Eine Antibiotika-Therapie mit einem Cephalosporin war wirkungslos geblieben. Eine Sonographie der Glandula parotis ergab Lymphknotenschwellungen. Wegen des zunächst unklaren entzündlichen Befundes wurde der Junge zehn Tage lang mit Ampicillin und Sulbactam behandelt, was zu einer Teilremission der Symptome führte.

Wegweisend waren schließlich serologische Untersuchungen

Als der Junge von Kontakten zu einer Hauskatze erzählte, suchten die Kollegen gezielt nach IgG-Antikörpern gegen Bartonella henselae, dem Erreger der Katzenkratzkrankheit - und wurden fündig. Der IgG-Titer stieg innerhalb von vier Wochen von 1 zu 256 auf 1 zu 1024 (normal: unter 1 zu 64). Der Junge wurde innerhalb von drei Wochen wieder gesund.
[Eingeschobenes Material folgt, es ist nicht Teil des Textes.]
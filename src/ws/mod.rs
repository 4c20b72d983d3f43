//! WebSocket transport: one connection per participant

pub mod handler;
pub mod protocol;
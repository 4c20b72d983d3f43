//! Replicated cells: one writer (the server), many readers

use std::sync::Arc;

use serde::Serialize;
use tokio::sync::watch;
use tracing::warn;

use super::{ReplicationBus, ReplicationError};

/// A value tagged with its write version
#[derive(Debug, Clone, PartialEq)]
pub struct Versioned<T> {
    pub version: u64,
    pub value: T,
}

/// A value change observed by a subscriber
#[derive(Debug, Clone, PartialEq)]
pub struct Change<T> {
    /// Last value this subscriber saw (intermediate writes may have been coalesced)
    pub previous: T,
    pub current: T,
    pub version: u64,
}

/// A named, typed value written only by the server role
///
/// Writes publish a `CellUpdate` on the bus and wake local subscribers. Readers converge to
/// the latest value; they are not guaranteed to see every intermediate one.
pub struct ReplicatedCell<T> {
    name: Arc<str>,
    bus: ReplicationBus,
    tx: watch::Sender<Versioned<T>>,
}

impl<T> ReplicatedCell<T>
where
    T: Clone + PartialEq + Serialize + Send + Sync + 'static,
{
    pub(crate) fn new(bus: ReplicationBus, name: String, initial: T) -> Result<Self, ReplicationError> {
        let encoded = encode(&name, &initial)?;
        if bus.is_authoritative() {
            bus.publish_cell(&name, 0, encoded);
        }
        let (tx, _) = watch::channel(Versioned {
            version: 0,
            value: initial,
        });
        Ok(Self {
            name: name.into(),
            bus,
            tx,
        })
    }

    pub fn name(&self) -> &str {
        &self.name
    }

    pub fn get(&self) -> T {
        self.tx.borrow().value.clone()
    }

    pub fn version(&self) -> u64 {
        self.tx.borrow().version
    }

    /// Write a new value. Returns whether it changed anything.
    pub fn set(&self, value: T) -> Result<bool, ReplicationError> {
        if !self.bus.is_authoritative() {
            warn!(cell = %self.name, "Rejected cell write from non-server role");
            return Err(ReplicationError::AuthorityViolation {
                target: self.name.to_string(),
            });
        }

        if self.tx.borrow().value == value {
            return Ok(false);
        }

        let encoded = encode(&self.name, &value)?;
        let version = self.tx.borrow().version + 1;
        self.tx.send_replace(Versioned { version, value });
        self.bus.publish_cell(&self.name, version, encoded);
        Ok(true)
    }

    /// Write a value derived from the current one
    pub fn update(&self, f: impl FnOnce(&T) -> T) -> Result<bool, ReplicationError> {
        let next = f(&self.tx.borrow().value);
        self.set(next)
    }

    pub fn subscribe(&self) -> CellSubscription<T> {
        let rx = self.tx.subscribe();
        let last = rx.borrow().clone();
        CellSubscription { rx, last }
    }

    /// Remove the cell from the bus; subscribers see the stream end
    pub fn retire(self) {
        if self.bus.is_authoritative() {
            self.bus.retire_cell(&self.name);
        }
    }
}

/// Subscription to a cell's changes. Dropping it cancels the subscription.
pub struct CellSubscription<T> {
    rx: watch::Receiver<Versioned<T>>,
    last: Versioned<T>,
}

impl<T: Clone> CellSubscription<T> {
    pub fn current(&self) -> T {
        self.rx.borrow().value.clone()
    }

    /// Wait for the next observed change. `None` once the cell is gone.
    pub async fn changed(&mut self) -> Option<Change<T>> {
        self.rx.changed().await.ok()?;
        let next = self.rx.borrow_and_update().clone();
        let previous = std::mem::replace(&mut self.last, next.clone());
        Some(Change {
            previous: previous.value,
            current: next.value,
            version: next.version,
        })
    }

    /// Wait until the value satisfies `pred`, returning it. `None` once the cell is gone.
    pub async fn wait_for(&mut self, mut pred: impl FnMut(&T) -> bool) -> Option<T> {
        loop {
            let seen = self.rx.borrow_and_update().clone();
            self.last = seen.clone();
            if pred(&seen.value) {
                return Some(seen.value);
            }
            self.rx.changed().await.ok()?;
        }
    }

    pub fn unsubscribe(self) {}
}

fn encode<T: Serialize>(name: &str, value: &T) -> Result<serde_json::Value, ReplicationError> {
    serde_json::to_value(value).map_err(|source| ReplicationError::Encode {
        target: name.to_string(),
        source,
    })
}
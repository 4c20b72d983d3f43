//! Configuration module - environment variable parsing

use std::env;
use std::net::SocketAddr;
use std::str::FromStr;
use std::time::Duration;

use glam::Vec3;
use serde::{Deserialize, Serialize};

/// Application configuration loaded from environment variables
#[derive(Clone, Debug)]
pub struct Config {
    /// Server binding address
    pub server_addr: SocketAddr,
    /// Log level (trace, debug, info, warn, error)
    pub log_level: String,
    /// Allowed client origins for CORS (comma separated)
    pub client_origin: String,
    /// Gameplay tuning
    pub game: GameConfig,
}

impl Config {
    /// Load configuration from environment variables
    pub fn from_env() -> Result<Self, ConfigError> {
        // Render provides PORT env var, fall back to SERVER_ADDR or default
        let server_addr = if let Ok(port) = env::var("PORT") {
            format!("0.0.0.0:{}", port)
        } else {
            env::var("SERVER_ADDR").unwrap_or_else(|_| "0.0.0.0:8080".to_string())
        };

        let game = GameConfig::from_env()?;
        game.validate()?;

        Ok(Self {
            server_addr: server_addr
                .parse()
                .map_err(|_| ConfigError::InvalidAddress)?,

            log_level: env::var("LOG_LEVEL").unwrap_or_else(|_| "info".to_string()),

            client_origin: env::var("CLIENT_ORIGIN")
                .unwrap_or_else(|_| "http://localhost:3000".to_string()),

            game,
        })
    }
}

/// RGBA color, components in 0..=1
#[derive(Debug, Clone, Copy, PartialEq, Serialize, Deserialize)]
pub struct Color {
    pub r: f32,
    pub g: f32,
    pub b: f32,
    pub a: f32,
}

impl Color {
    pub const fn rgb(r: f32, g: f32, b: f32) -> Self {
        Self { r, g, b, a: 1.0 }
    }

    pub const WHITE: Color = Color::rgb(1.0, 1.0, 1.0);
}

/// Player colors, assigned by slot index
pub const SLOT_PALETTE: [Color; 8] = [
    Color::rgb(0.16, 0.42, 0.87),
    Color::rgb(0.90, 0.18, 0.15),
    Color::rgb(0.20, 0.70, 0.25),
    Color::rgb(0.95, 0.80, 0.15),
    Color::rgb(0.55, 0.25, 0.75),
    Color::rgb(0.95, 0.55, 0.10),
    Color::rgb(0.10, 0.80, 0.85),
    Color::WHITE,
];

/// Fixed spawn assignment for one participant's entity
#[derive(Debug, Clone, Copy, PartialEq, Serialize, Deserialize)]
pub struct SpawnSlot {
    pub position: Vec3,
    /// Facing, radians around the up axis
    pub yaw: f32,
    pub color: Color,
}

impl SpawnSlot {
    /// `count` slots evenly spaced on a ring, each facing the arena centre
    pub fn ring(count: usize, radius: f32) -> Vec<SpawnSlot> {
        (0..count)
            .map(|i| {
                let angle = i as f32 * std::f32::consts::TAU / count as f32;
                let position = Vec3::new(angle.cos() * radius, 0.0, angle.sin() * radius);
                // Forward is +Z rotated by yaw; face back towards the origin.
                let yaw = (-position.x).atan2(-position.z);
                SpawnSlot {
                    position,
                    yaw,
                    color: SLOT_PALETTE[i % SLOT_PALETTE.len()],
                }
            })
            .collect()
    }
}

/// Explosion tuning for shells
#[derive(Debug, Clone, Copy, PartialEq)]
pub struct ExplosionConfig {
    /// Damage at the centre of the blast
    pub max_damage: f32,
    /// Blast radius; nothing beyond it is affected
    pub radius: f32,
    /// Impulse at the centre of the blast
    pub force: f32,
}

/// Gameplay tuning. Every field is always present; defaults match the classic ruleset.
#[derive(Debug, Clone)]
pub struct GameConfig {
    pub rounds_to_win: u32,
    pub round_start_delay: Duration,
    pub round_end_delay: Duration,
    /// Hold between the final round summary and returning everyone to the lobby
    pub match_end_delay: Duration,
    /// How often Idle re-checks whether enough participants are present
    pub admission_poll: Duration,
    /// Grace period after enough participants show up, before admitting
    pub admission_settle: Duration,
    /// How often RoundActive re-evaluates the elimination predicate
    pub round_poll: Duration,
    pub min_participants: usize,
    pub spawn_slots: Vec<SpawnSlot>,
    pub starting_health: f32,
    pub explosion: ExplosionConfig,
    pub projectile_lifetime: Duration,
    pub min_launch_force: f32,
    pub max_launch_force: f32,
    pub lobby_scene: String,
}

impl Default for GameConfig {
    fn default() -> Self {
        Self {
            rounds_to_win: 5,
            round_start_delay: Duration::from_secs(3),
            round_end_delay: Duration::from_secs(3),
            match_end_delay: Duration::from_secs(5),
            admission_poll: Duration::from_millis(500),
            admission_settle: Duration::from_secs(1),
            round_poll: Duration::from_millis(100),
            min_participants: 2,
            spawn_slots: SpawnSlot::ring(4, 20.0),
            starting_health: 100.0,
            explosion: ExplosionConfig {
                max_damage: 100.0,
                radius: 5.0,
                force: 1000.0,
            },
            projectile_lifetime: Duration::from_secs(2),
            min_launch_force: 15.0,
            max_launch_force: 30.0,
            lobby_scene: "MainMenu".to_string(),
        }
    }
}

impl GameConfig {
    /// Defaults overridden by any gameplay variables present in the environment
    pub fn from_env() -> Result<Self, ConfigError> {
        let defaults = Self::default();

        let slot_count = env_parse("MAX_ENTITIES", defaults.spawn_slots.len())?;
        let ring_radius = env_parse("SPAWN_RING_RADIUS", 20.0f32)?;
        if slot_count > SLOT_PALETTE.len() {
            return Err(ConfigError::Invalid {
                key: "MAX_ENTITIES",
                reason: format!("at most {} spawn slots are supported", SLOT_PALETTE.len()),
            });
        }

        Ok(Self {
            rounds_to_win: env_parse("ROUNDS_TO_WIN", defaults.rounds_to_win)?,
            round_start_delay: env_secs("ROUND_START_DELAY_SECS", defaults.round_start_delay)?,
            round_end_delay: env_secs("ROUND_END_DELAY_SECS", defaults.round_end_delay)?,
            match_end_delay: env_secs("MATCH_END_DELAY_SECS", defaults.match_end_delay)?,
            admission_poll: env_secs("ADMISSION_POLL_SECS", defaults.admission_poll)?,
            admission_settle: env_secs("ADMISSION_SETTLE_SECS", defaults.admission_settle)?,
            round_poll: env_parse("ROUND_POLL_MILLIS", defaults.round_poll.as_millis() as u64)
                .map(Duration::from_millis)?,
            min_participants: env_parse("MIN_PARTICIPANTS", defaults.min_participants)?,
            spawn_slots: SpawnSlot::ring(slot_count, ring_radius),
            starting_health: env_parse("STARTING_HEALTH", defaults.starting_health)?,
            explosion: ExplosionConfig {
                max_damage: env_parse("EXPLOSION_MAX_DAMAGE", defaults.explosion.max_damage)?,
                radius: env_parse("EXPLOSION_RADIUS", defaults.explosion.radius)?,
                force: env_parse("EXPLOSION_FORCE", defaults.explosion.force)?,
            },
            projectile_lifetime: env_secs(
                "PROJECTILE_LIFETIME_SECS",
                defaults.projectile_lifetime,
            )?,
            min_launch_force: env_parse("MIN_LAUNCH_FORCE", defaults.min_launch_force)?,
            max_launch_force: env_parse("MAX_LAUNCH_FORCE", defaults.max_launch_force)?,
            lobby_scene: env::var("LOBBY_SCENE").unwrap_or(defaults.lobby_scene),
        })
    }

    /// Reject configurations that could never admit or finish a match
    pub fn validate(&self) -> Result<(), ConfigError> {
        if self.rounds_to_win == 0 {
            return Err(invalid("ROUNDS_TO_WIN", "must be positive"));
        }
        if self.min_participants < 2 {
            return Err(invalid("MIN_PARTICIPANTS", "a match needs at least two participants"));
        }
        if self.spawn_slots.len() < self.min_participants {
            return Err(invalid(
                "MAX_ENTITIES",
                "fewer spawn slots than the minimum participant count",
            ));
        }
        if !(self.starting_health > 0.0) {
            return Err(invalid("STARTING_HEALTH", "must be positive"));
        }
        if !(self.explosion.radius > 0.0) {
            return Err(invalid("EXPLOSION_RADIUS", "must be positive"));
        }
        if self.explosion.max_damage < 0.0 || self.explosion.force < 0.0 {
            return Err(invalid("EXPLOSION_MAX_DAMAGE", "damage and force must not be negative"));
        }
        if self.min_launch_force > self.max_launch_force {
            return Err(invalid("MIN_LAUNCH_FORCE", "exceeds MAX_LAUNCH_FORCE"));
        }
        if self.round_poll.is_zero() || self.admission_poll.is_zero() {
            return Err(invalid("ROUND_POLL_MILLIS", "poll intervals must be non-zero"));
        }
        Ok(())
    }
}

fn invalid(key: &'static str, reason: &str) -> ConfigError {
    ConfigError::Invalid {
        key,
        reason: reason.to_string(),
    }
}

fn env_parse<T: FromStr>(key: &'static str, default: T) -> Result<T, ConfigError> {
    match env::var(key) {
        Ok(raw) => raw.trim().parse().map_err(|_| ConfigError::Invalid {
            key,
            reason: format!("cannot parse {:?}", raw),
        }),
        Err(_) => Ok(default),
    }
}

fn env_secs(key: &'static str, default: Duration) -> Result<Duration, ConfigError> {
    let secs = env_parse(key, default.as_secs_f64())?;
    Duration::try_from_secs_f64(secs).map_err(|_| ConfigError::Invalid {
        key,
        reason: format!("{} is not a valid duration in seconds", secs),
    })
}

/// Configuration errors
#[derive(Debug, thiserror::Error)]
pub enum ConfigError {
    #[error("Invalid server address format")]
    InvalidAddress,

    #[error("Invalid value for {key}: {reason}")]
    Invalid { key: &'static str, reason: String },
}

#[cfg(test)]
mod tests {
    use super::*;

    #[test]
    fn test_defaults_are_valid() {
        let config = GameConfig::default();
        assert!(config.validate().is_ok());
        assert_eq!(config.rounds_to_win, 5);
        assert_eq!(config.round_start_delay, Duration::from_secs(3));
        assert_eq!(config.spawn_slots.len(), 4);
        assert_eq!(config.starting_health, 100.0);
    }

    #[test]
    fn test_ring_slots_face_the_centre() {
        let slots = SpawnSlot::ring(4, 10.0);
        for slot in &slots {
            assert!((slot.position.length() - 10.0).abs() < 1e-4);
            let forward = Vec3::new(slot.yaw.sin(), 0.0, slot.yaw.cos());
            let to_centre = (-slot.position).normalize();
            assert!(forward.dot(to_centre) > 0.999);
        }
        assert_eq!(slots[0].color, SLOT_PALETTE[0]);
        assert_eq!(slots[3].color, SLOT_PALETTE[3]);
    }

    #[test]
    fn test_validation_rejects_unplayable_configs() {
        let mut config = GameConfig::default();
        config.spawn_slots.truncate(1);
        assert!(matches!(
            config.validate(),
            Err(ConfigError::Invalid { key: "MAX_ENTITIES", .. })
        ));

        let mut config = GameConfig::default();
        config.rounds_to_win = 0;
        assert!(config.validate().is_err());

        let mut config = GameConfig::default();
        config.min_launch_force = 40.0;
        assert!(config.validate().is_err());
    }
}
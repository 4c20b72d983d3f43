//! WebSocket upgrade handler

use axum::{
    extract::{
        ws::{Message, WebSocket, WebSocketUpgrade},
        Query, State,
    },
    response::Response,
};
use futures::{SinkExt, StreamExt};
use serde::Deserialize;
use tokio::sync::{broadcast, mpsc};
use tracing::{debug, error, info, warn};

use crate::app::AppState;
use crate::game::GameError;
use crate::replication::Envelope;
use crate::session::{AuthorityRole, Participant, ParticipantId, SessionError};
use crate::util::rate_limit::ConnectionRateLimiter;
use crate::util::time::unix_millis;
use crate::ws::protocol::{ClientMsg, ServerMsg};

/// Query parameters for WebSocket connection
#[derive(Debug, Deserialize)]
pub struct WsQuery {
    /// Display label; defaults to "PLAYER <id>"
    pub name: Option<String>,
}

/// WebSocket upgrade handler
pub async fn ws_handler(
    ws: WebSocketUpgrade,
    Query(query): Query<WsQuery>,
    State(state): State<AppState>,
) -> Response {
    let participant_id = state.next_participant_id();
    let label = query
        .name
        .map(|name| name.trim().to_string())
        .filter(|name| !name.is_empty())
        .unwrap_or_else(|| format!("PLAYER {}", participant_id));

    info!(participant_id = %participant_id, label = %label, "WebSocket upgrade");
    ws.on_upgrade(move |socket| handle_socket(socket, participant_id, label, state))
}

/// Handle the upgraded WebSocket connection
async fn handle_socket(socket: WebSocket, id: ParticipantId, label: String, state: AppState) {
    let (mut ws_sink, ws_stream) = socket.split();

    // Subscribe before taking the snapshot so no write falls between the two
    let replication_rx = state.bus.subscribe();

    let participant = match join(&state, id, &label) {
        Ok(participant) => participant,
        Err(e) => {
            error!(participant_id = %id, error = %e, "Join failed");
            // A join can fail after registering; make sure nothing is left behind
            leave(&state, id);
            let _ = send_msg(&mut ws_sink, &ServerMsg::error("join_failed", e.to_string())).await;
            return;
        }
    };

    let welcome = ServerMsg::Welcome {
        participant_id: id,
        role: participant.role,
        server_time: unix_millis(),
        snapshot: state.bus.snapshot(),
    };

    if let Err(e) = send_msg(&mut ws_sink, &welcome).await {
        error!(participant_id = %id, error = %e, "Failed to send welcome");
        leave(&state, id);
        return;
    }

    run_session(id, &state, ws_sink, ws_stream, replication_rx).await;

    // Cleanup on disconnect
    leave(&state, id);

    info!(participant_id = %id, "WebSocket connection closed");
}

/// The first connection without a registered host becomes the host
fn join(state: &AppState, id: ParticipantId, label: &str) -> Result<Participant, GameError> {
    if state.sessions.host().is_none() {
        match state
            .orchestrator
            .on_participant_joined(id, label, AuthorityRole::Host)
        {
            // Lost the race to another connection; join as a remote instead
            Err(GameError::Session(SessionError::HostAlreadyPresent { .. })) => {}
            other => return other,
        }
    }
    state
        .orchestrator
        .on_participant_joined(id, label, AuthorityRole::Remote)
}

fn leave(state: &AppState, id: ParticipantId) {
    if let Err(e) = state.orchestrator.on_participant_left(id) {
        error!(participant_id = %id, error = %e, "Failed to remove participant");
    }
}

/// Run the WebSocket session with read/write split
async fn run_session(
    id: ParticipantId,
    state: &AppState,
    mut ws_sink: futures::stream::SplitSink<WebSocket, Message>,
    mut ws_stream: futures::stream::SplitStream<WebSocket>,
    mut replication_rx: broadcast::Receiver<Envelope>,
) {
    let rate_limiter = ConnectionRateLimiter::new();
    let (reply_tx, mut reply_rx) = mpsc::channel::<ServerMsg>(32);

    // Spawn writer task: replication stream and direct replies -> WebSocket
    let writer_bus = state.bus.clone();
    let writer_handle = tokio::spawn(async move {
        loop {
            let msg = tokio::select! {
                reply = reply_rx.recv() => match reply {
                    Some(msg) => msg,
                    None => break,
                },
                result = replication_rx.recv() => match result {
                    Ok(envelope) if envelope.addressed_to(id) => ServerMsg::Replication { envelope },
                    Ok(_) => continue,
                    Err(broadcast::error::RecvError::Lagged(n)) => {
                        warn!(participant_id = %id, lagged_count = n, "Client lagged, resending snapshot");
                        // Versions let the client discard anything it already has
                        let mut failed = false;
                        for envelope in writer_bus.snapshot() {
                            if let Err(e) = send_msg(&mut ws_sink, &ServerMsg::Replication { envelope }).await {
                                debug!(participant_id = %id, error = %e, "WebSocket send failed");
                                failed = true;
                                break;
                            }
                        }
                        if failed {
                            break;
                        }
                        continue;
                    }
                    Err(broadcast::error::RecvError::Closed) => {
                        debug!(participant_id = %id, "Replication channel closed");
                        break;
                    }
                },
            };

            if let Err(e) = send_msg(&mut ws_sink, &msg).await {
                debug!(participant_id = %id, error = %e, "WebSocket send failed");
                break;
            }
        }
    });

    // Reader loop: WebSocket -> arena
    while let Some(result) = ws_stream.next().await {
        match result {
            Ok(Message::Text(text)) => {
                let client_msg = match serde_json::from_str::<ClientMsg>(&text) {
                    Ok(msg) => msg,
                    Err(e) => {
                        warn!(participant_id = %id, error = %e, "Failed to parse client message");
                        continue;
                    }
                };

                match client_msg {
                    ClientMsg::Drive { throttle, turn } => {
                        if !rate_limiter.check_input() {
                            warn!(participant_id = %id, "Rate limited input message");
                            continue;
                        }
                        let result = state.arena.lock().drive(id, throttle, turn);
                        if let Err(e) = result {
                            debug!(participant_id = %id, error = %e, "Drive ignored");
                        }
                    }
                    ClientMsg::Fire { launch_force } => {
                        if !rate_limiter.check_fire() {
                            let _ = reply_tx
                                .send(ServerMsg::error("rate_limited", "Firing too fast"))
                                .await;
                            continue;
                        }
                        let result = state.arena.lock().fire(id, launch_force);
                        if let Err(e) = result {
                            let _ = reply_tx
                                .send(ServerMsg::error("fire_rejected", e.to_string()))
                                .await;
                        }
                    }
                    ClientMsg::Ready { ready } => {
                        if !rate_limiter.check_input() {
                            continue;
                        }
                        if let Err(e) = state.sessions.set_ready(id, ready) {
                            let _ = reply_tx
                                .send(ServerMsg::error("ready_rejected", e.to_string()))
                                .await;
                        }
                    }
                    ClientMsg::Ping { t } => {
                        if !rate_limiter.check_input() {
                            continue;
                        }
                        let _ = reply_tx
                            .send(ServerMsg::Pong {
                                t,
                                server_time: unix_millis(),
                            })
                            .await;
                    }
                    ClientMsg::Leave => {
                        info!(participant_id = %id, "Client left");
                        break;
                    }
                }
            }
            Ok(Message::Binary(_)) => {
                warn!(participant_id = %id, "Received binary message, ignoring");
            }
            Ok(Message::Ping(_)) => {
                debug!(participant_id = %id, "Received ping");
            }
            Ok(Message::Pong(_)) => {
                debug!(participant_id = %id, "Received pong");
            }
            Ok(Message::Close(_)) => {
                info!(participant_id = %id, "Client initiated close");
                break;
            }
            Err(e) => {
                error!(participant_id = %id, error = %e, "WebSocket error");
                break;
            }
        }
    }

    // Abort writer task
    writer_handle.abort();
}

/// Send a message over WebSocket
async fn send_msg(
    sink: &mut futures::stream::SplitSink<WebSocket, Message>,
    msg: &ServerMsg,
) -> Result<(), String> {
    let json = serde_json::to_string(msg).map_err(|e| e.to_string())?;
    sink.send(Message::Text(json))
        .await
        .map_err(|e| e.to_string())
}
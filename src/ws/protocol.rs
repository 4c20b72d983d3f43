//! WebSocket protocol message definitions
//! These are the wire types for client-server communication

use serde::{Deserialize, Serialize};

use crate::replication::Envelope;
use crate::session::{AuthorityRole, ParticipantId};

/// Messages sent from client to server
#[derive(Debug, Clone, Serialize, Deserialize)]
#[serde(tag = "type", rename_all = "snake_case")]
pub enum ClientMsg {
    /// Movement input, held until the next one arrives
    Drive {
        /// -1.0 = full reverse, 1.0 = full forward
        throttle: f32,
        /// -1.0 = full left, 1.0 = full right
        turn: f32,
    },

    /// Launch a shell; force is clamped to the configured range
    Fire { launch_force: f32 },

    /// Toggle readiness for the next match
    Ready { ready: bool },

    /// Ping for latency measurement
    Ping {
        /// Client timestamp
        t: u64,
    },

    Leave,
}

/// Messages sent from server to client
#[derive(Debug, Clone, Serialize, Deserialize)]
#[serde(tag = "type", rename_all = "snake_case")]
pub enum ServerMsg {
    /// First message on a connection: identity plus every live cell
    Welcome {
        participant_id: ParticipantId,
        role: AuthorityRole,
        server_time: u64,
        snapshot: Vec<Envelope>,
    },

    /// One envelope from the replication stream
    Replication { envelope: Envelope },

    Error { code: String, message: String },

    Pong {
        /// Echoed client timestamp
        t: u64,
        server_time: u64,
    },
}

impl ServerMsg {
    pub fn error(code: &str, message: impl Into<String>) -> Self {
        Self::Error {
            code: code.to_string(),
            message: message.into(),
        }
    }
}

#[cfg(test)]
mod tests {
    use super::*;
    use serde_json::json;

    #[test]
    fn test_client_messages_parse() {
        let msg: ClientMsg =
            serde_json::from_str(r#"{"type":"drive","throttle":1.0,"turn":-0.5}"#).unwrap();
        assert!(matches!(msg, ClientMsg::Drive { throttle, turn } if throttle == 1.0 && turn == -0.5));

        let msg: ClientMsg = serde_json::from_str(r#"{"type":"ready","ready":true}"#).unwrap();
        assert!(matches!(msg, ClientMsg::Ready { ready: true }));

        let msg: ClientMsg = serde_json::from_str(r#"{"type":"leave"}"#).unwrap();
        assert!(matches!(msg, ClientMsg::Leave));

        assert!(serde_json::from_str::<ClientMsg>(r#"{"type":"teleport"}"#).is_err());
    }

    #[test]
    fn test_replication_message_wraps_envelope() {
        let msg = ServerMsg::Replication {
            envelope: Envelope::CellRetired {
                cell: "entity.1.health".to_string(),
            },
        };
        let value = serde_json::to_value(&msg).unwrap();
        assert_eq!(value["type"], json!("replication"));
        assert_eq!(value["envelope"]["cell"], json!("entity.1.health"));
    }
}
Ähnlich war der Krankheitsverlauf bei einer 50jährigen Frau mit einer Schwellung der präaurikulären Lymphknoten rechts. Die Schwellung hatte sich etwa zehn Tage nach einer Rötung der Augenbindehaut entwickelt und allmählich zu einer druckschmerzhaften Hautinfiltration geführt. Auch diese Patientin hatte Kontakt zu einer jungen Katze. Der IgG-Titer für Bartonella henselae war deutlich erhöht.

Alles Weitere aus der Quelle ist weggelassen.